Problem requirements → Using the material that follows, output exactly the lines from the one containing "top_level.iter().any(|f| is_weights_file(f) &&" through the one containing "segment is encoded.", with both ends kept.

Start of Given data

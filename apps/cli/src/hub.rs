//! Hugging Face hub fetchers.
//!
//! Datasets are paged through the datasets-server row API, models are listed
//! through the hub model API and downloaded file by file. When a request names
//! a cache directory, every downloaded file is also kept there and copied from
//! it on later fetches.

use anyhow::Context;
use async_trait::async_trait;
use experiments_cache::layout::{is_model_file, is_weights_file, split_data_path};
use experiments_cache::{
    ArtifactKind, CacheError, CacheResult, DatasetFetcher, DatasetRequest, FetchedDataset, FetchedModel,
    ModelFetcher, ModelRequest, ProgressEvent, ProgressSink, Settings,
};
use futures::StreamExt;
use serde::de::DeserializeOwned;
use serde::Deserialize;
use std::path::{Path, PathBuf};
use tokio::io::{AsyncBufReadExt, AsyncWriteExt};
use tracing::{debug, info};

/// Largest page the datasets-server row API serves.
const ROWS_PAGE_SIZE: u64 = 100;

/// Weight formats in order of preference; only the first one present is downloaded.
const WEIGHT_PREFERENCE: &[&str] = &["safetensors", "bin", "pt", "pth", "h5", "msgpack", "gguf"];

#[derive(Debug, Deserialize)]
struct SplitsResponse {
    splits: Vec<SplitEntry>,
}

#[derive(Debug, Deserialize)]
struct SplitEntry {
    config: String,
    split: String,
}

#[derive(Debug, Deserialize)]
struct RowsResponse {
    rows: Vec<RowEntry>,
    num_rows_total: u64,
}

#[derive(Debug, Deserialize)]
struct RowEntry {
    row: serde_json::Value,
}

#[derive(Debug, Deserialize)]
struct ModelInfo {
    #[serde(default)]
    siblings: Vec<Sibling>,
}

#[derive(Debug, Deserialize)]
struct Sibling {
    rfilename: String,
}

/// HTTP access to the hub, authenticated when a token is configured.
#[derive(Clone)]
pub struct HubClient {
    http: reqwest::Client,
    endpoint: String,
    datasets_endpoint: String,
    token: Option<String>,
}

impl HubClient {
    pub fn from_settings(settings: &Settings) -> anyhow::Result<Self> {
        let http = reqwest::Client::builder()
            .user_agent(concat!("model-experiments/", env!("CARGO_PKG_VERSION")))
            .build()
            .context("Failed to build HTTP client")?;

        Ok(Self {
            http,
            endpoint: settings.hub.endpoint.trim_end_matches('/').to_string(),
            datasets_endpoint: settings.hub.datasets_endpoint.trim_end_matches('/').to_string(),
            token: settings.hub_token(),
        })
    }

    fn get(&self, url: &str) -> reqwest::RequestBuilder {
        let request = self.http.get(url);
        match &self.token {
            Some(token) => request.bearer_auth(token),
            None => request,
        }
    }

    async fn send(&self, url: &str) -> CacheResult<reqwest::Response> {
        debug!(url = %url, "GET");
        let response = self.get(url).send().await.map_err(http_error)?;
        response.error_for_status().map_err(http_error)
    }

    async fn get_json<T: DeserializeOwned>(&self, url: &str) -> CacheResult<T> {
        self.send(url).await?.json().await.map_err(http_error)
    }

    /// Stream `url` into `dest`, replacing it only once the body is complete.
    async fn download(&self, url: &str, dest: &Path) -> CacheResult<u64> {
        let response = self.send(url).await?;
        let partial = partial_path(dest);

        let mut file = tokio::fs::File::create(&partial).await?;
        let mut stream = response.bytes_stream();
        let mut written = 0u64;
        while let Some(chunk) = stream.next().await {
            let chunk = chunk.map_err(http_error)?;
            file.write_all(&chunk).await?;
            written += chunk.len() as u64;
        }
        file.flush().await?;
        drop(file);

        tokio::fs::rename(&partial, dest).await?;
        Ok(written)
    }
}

pub struct HubDatasetFetcher {
    hub: HubClient,
}

impl HubDatasetFetcher {
    pub fn new(hub: HubClient) -> Self {
        Self { hub }
    }

    async fn list_splits(&self, dataset: &str) -> CacheResult<(String, Vec<String>)> {
        let url = format!("{}/splits?dataset={}", self.hub.datasets_endpoint, urlencoding::encode(dataset));
        let response: SplitsResponse = self.hub.get_json(&url).await?;

        let Some(config) = response.splits.first().map(|s| s.config.clone()) else {
            return Err(CacheError::Dataset(format!("dataset {dataset} has no splits")));
        };
        let splits = response.splits.into_iter().filter(|s| s.config == config).map(|s| s.split).collect();
        Ok((config, splits))
    }

    /// Page rows of one split into `dest`, stopping at `cap` rows.
    async fn fetch_split(
        &self,
        dataset: &str,
        config: &str,
        split: &str,
        cap: Option<u64>,
        dest: &Path,
    ) -> CacheResult<u64> {
        let partial = partial_path(dest);
        let mut writer = tokio::io::BufWriter::new(tokio::fs::File::create(&partial).await?);
        let mut written = 0u64;

        loop {
            let length = cap.map_or(ROWS_PAGE_SIZE, |cap| cap.saturating_sub(written).min(ROWS_PAGE_SIZE));
            if length == 0 {
                break;
            }
            let url = format!(
                "{}/rows?dataset={}&config={}&split={}&offset={}&length={}",
                self.hub.datasets_endpoint,
                urlencoding::encode(dataset),
                urlencoding::encode(config),
                urlencoding::encode(split),
                written,
                length
            );
            let page: RowsResponse = self.hub.get_json(&url).await?;
            if page.rows.is_empty() {
                break;
            }

            for entry in &page.rows {
                let mut line = serde_json::to_vec(&entry.row)?;
                line.push(b'\n');
                writer.write_all(&line).await?;
            }
            written += page.rows.len() as u64;
            debug!(split = %split, rows = written, total = page.num_rows_total, "fetched page");

            if written >= page.num_rows_total {
                break;
            }
        }

        writer.flush().await?;
        drop(writer);
        tokio::fs::rename(&partial, dest).await?;
        Ok(written)
    }
}

#[async_trait]
impl DatasetFetcher for HubDatasetFetcher {
    fn id(&self) -> &'static str {
        "hub"
    }

    async fn fetch(&self, request: &DatasetRequest, progress: &dyn ProgressSink) -> CacheResult<FetchedDataset> {
        let (config, splits) = self.list_splits(&request.name).await?;
        info!(dataset = %request.name, config = %config, splits = splits.len(), "listing splits");

        let mut total_samples = 0;
        for split in &splits {
            let dest = split_data_path(&request.output_dir, split);
            if let Some(parent) = dest.parent() {
                tokio::fs::create_dir_all(parent).await?;
            }

            let slot = request
                .cache_dir
                .as_deref()
                .map(|cache| dataset_slot(cache, &request.name, &config, split, request.max_samples));

            let rows = match slot.as_deref().filter(|slot| slot.is_file()) {
                Some(slot) => {
                    tokio::fs::copy(slot, &dest).await?;
                    let rows = count_lines(&dest).await?;
                    progress.on_event(ProgressEvent::Message {
                        kind: ArtifactKind::Dataset,
                        message: format!("{split}: {rows} rows (from cache)"),
                    });
                    rows
                }
                None => {
                    let rows = self.fetch_split(&request.name, &config, split, request.max_samples, &dest).await?;
                    if let Some(slot) = &slot {
                        store_in_cache(&dest, slot).await?;
                    }
                    progress.on_event(ProgressEvent::Message {
                        kind: ArtifactKind::Dataset,
                        message: format!("{split}: {rows} rows"),
                    });
                    rows
                }
            };
            total_samples += rows;
        }

        Ok(FetchedDataset { splits, total_samples })
    }
}

pub struct HubModelFetcher {
    hub: HubClient,
}

impl HubModelFetcher {
    pub fn new(hub: HubClient) -> Self {
        Self { hub }
    }

    async fn list_files(&self, model: &str) -> CacheResult<Vec<String>> {
        let url = format!("{}/api/models/{}", self.hub.endpoint, encode_repo(model));
        let info: ModelInfo = self.hub.get_json(&url).await?;

        let available: Vec<String> = info.siblings.into_iter().map(|s| s.rfilename).collect();
        let files = select_model_files(&available);
        if files.is_empty() {
            return Err(CacheError::produce(
                ArtifactKind::Model,
                format!("{model} has no config, weights or tokenizer files"),
            ));
        }
        Ok(files)
    }
}

#[async_trait]
impl ModelFetcher for HubModelFetcher {
    fn id(&self) -> &'static str {
        "hub"
    }

    async fn fetch(&self, request: &ModelRequest, progress: &dyn ProgressSink) -> CacheResult<FetchedModel> {
        let cache = request.cache_dir.as_deref();
        let cached = match cache {
            Some(cache) => cached_listing(cache, &request.name).await,
            None => None,
        };
        let files = match cached {
            Some(files) => {
                debug!(model = %request.name, "file listing served from cache");
                files
            }
            None => self.list_files(&request.name).await?,
        };
        let repo = encode_repo(&request.name);
        info!(model = %request.name, files = files.len(), "downloading model files");

        let total = files.len() as u64;
        for (index, file) in files.iter().enumerate() {
            let dest = request.output_dir.join(file);
            let slot = cache.map(|cache| model_slot(cache, &request.name, file));

            let message = match slot.as_deref().filter(|slot| slot.is_file()) {
                Some(slot) => {
                    tokio::fs::copy(slot, &dest).await?;
                    format!("{file} (from cache)")
                }
                None => {
                    let url = format!("{}/{}/resolve/main/{}", self.hub.endpoint, repo, urlencoding::encode(file));
                    let bytes = self.hub.download(&url, &dest).await?;
                    if let Some(slot) = &slot {
                        store_in_cache(&dest, slot).await?;
                    }
                    format!("{file} ({bytes} bytes)")
                }
            };

            progress.on_event(ProgressEvent::Message { kind: ArtifactKind::Model, message });
            progress.on_event(ProgressEvent::Step { kind: ArtifactKind::Model, step: index as u64 + 1, total: Some(total) });
        }

        if let Some(cache) = cache {
            store_listing(cache, &request.name, &files).await?;
        }
        Ok(FetchedModel { files })
    }
}

/// Top-level config, tokenizer and weight files, keeping a single weight format.
fn select_model_files(available: &[String]) -> Vec<String> {
    let top_level: Vec<&String> = available.iter().filter(|f| !f.contains('/') && is_model_file(f)).collect();

    let preferred = WEIGHT_PREFERENCE
        .iter()
        .find(|ext| top_level.iter().any(|f| is_weights_file(f) && f.ends_with(&format!(".{ext}"))));

    let mut files: Vec<String> = top_level
        .into_iter()
        .filter(|f| {
            let Some(ext) = preferred else {
                return true;
            };
            if is_weights_file(f) {
                f.ends_with(&format!(".{ext}"))
            } else if f.ends_with(".index.json") {
                f.ends_with(&format!(".{ext}.index.json"))
            } else {
                true
            }
        })
        .cloned()
        .collect();
    files.sort();
    files
}

/// Repository names keep their `/` separator; each segment is encoded.
fn encode_repo(name: &str) -> String {
    name.split('/').map(|segment| urlencoding::encode(segment).into_owned()).collect::<Vec<_>>().join("/")
}

fn cache_key(name: &str) -> String {
    name.replace('/', "--")
}

fn dataset_slot(cache: &Path, dataset: &str, config: &str, split: &str, cap: Option<u64>) -> PathBuf {
    let cap = cap.map_or_else(|| "all".to_string(), |cap| cap.to_string());
    cache
        .join("datasets")
        .join(cache_key(dataset))
        .join(cache_key(config))
        .join(cap)
        .join(format!("{}.jsonl", cache_key(split)))
}

fn model_slot(cache: &Path, model: &str, file: &str) -> PathBuf {
    cache.join("models").join(cache_key(model)).join(file)
}

fn listing_slot(cache: &Path, model: &str) -> PathBuf {
    cache.join("models").join(format!("{}.files.json", cache_key(model)))
}

/// The recorded file selection, only while every listed file is still cached.
async fn cached_listing(cache: &Path, model: &str) -> Option<Vec<String>> {
    let raw = tokio::fs::read(listing_slot(cache, model)).await.ok()?;
    let files: Vec<String> = serde_json::from_slice(&raw).ok()?;
    if files.is_empty() || !files.iter().all(|file| model_slot(cache, model, file).is_file()) {
        return None;
    }
    Some(files)
}

async fn store_listing(cache: &Path, model: &str, files: &[String]) -> CacheResult<()> {
    let slot = listing_slot(cache, model);
    if let Some(parent) = slot.parent() {
        tokio::fs::create_dir_all(parent).await?;
    }
    let partial = partial_path(&slot);
    tokio::fs::write(&partial, serde_json::to_vec(files)?).await?;
    tokio::fs::rename(&partial, &slot).await?;
    Ok(())
}

async fn store_in_cache(src: &Path, slot: &Path) -> CacheResult<()> {
    if let Some(parent) = slot.parent() {
        tokio::fs::create_dir_all(parent).await?;
    }
    let partial = partial_path(slot);
    tokio::fs::copy(src, &partial).await?;
    tokio::fs::rename(&partial, slot).await?;
    Ok(())
}

fn partial_path(dest: &Path) -> PathBuf {
    let mut name = dest.file_name().map(|n| n.to_os_string()).unwrap_or_default();
    name.push(".part");
    dest.with_file_name(name)
}

async fn count_lines(path: &Path) -> CacheResult<u64> {
    let mut lines = tokio::io::BufReader::new(tokio::fs::File::open(path).await?).lines();
    let mut count = 0;
    while let Some(line) = lines.next_line().await? {
        if !line.trim().is_empty() {
            count += 1;
        }
    }
    Ok(count)
}

fn http_error(error: reqwest::Error) -> CacheError {
    CacheError::Other(anyhow::Error::new(error))
}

End of Given data

Expected answer →
        .find(|ext| top_level.iter().any(|f| is_weights_file(f) && f.ends_with(&format!(".{ext}"))));

    let mut files: Vec<String> = top_level
        .into_iter()
        .filter(|f| {
            let Some(ext) = preferred else {
                return true;
            };
            if is_weights_file(f) {
                f.ends_with(&format!(".{ext}"))
            } else if f.ends_with(".index.json") {
                f.ends_with(&format!(".{ext}.index.json"))
            } else {
                true
            }
        })
        .cloned()
        .collect();
    files.sort();
    files
}

/// Repository names keep their `/` separator; each segment is encoded.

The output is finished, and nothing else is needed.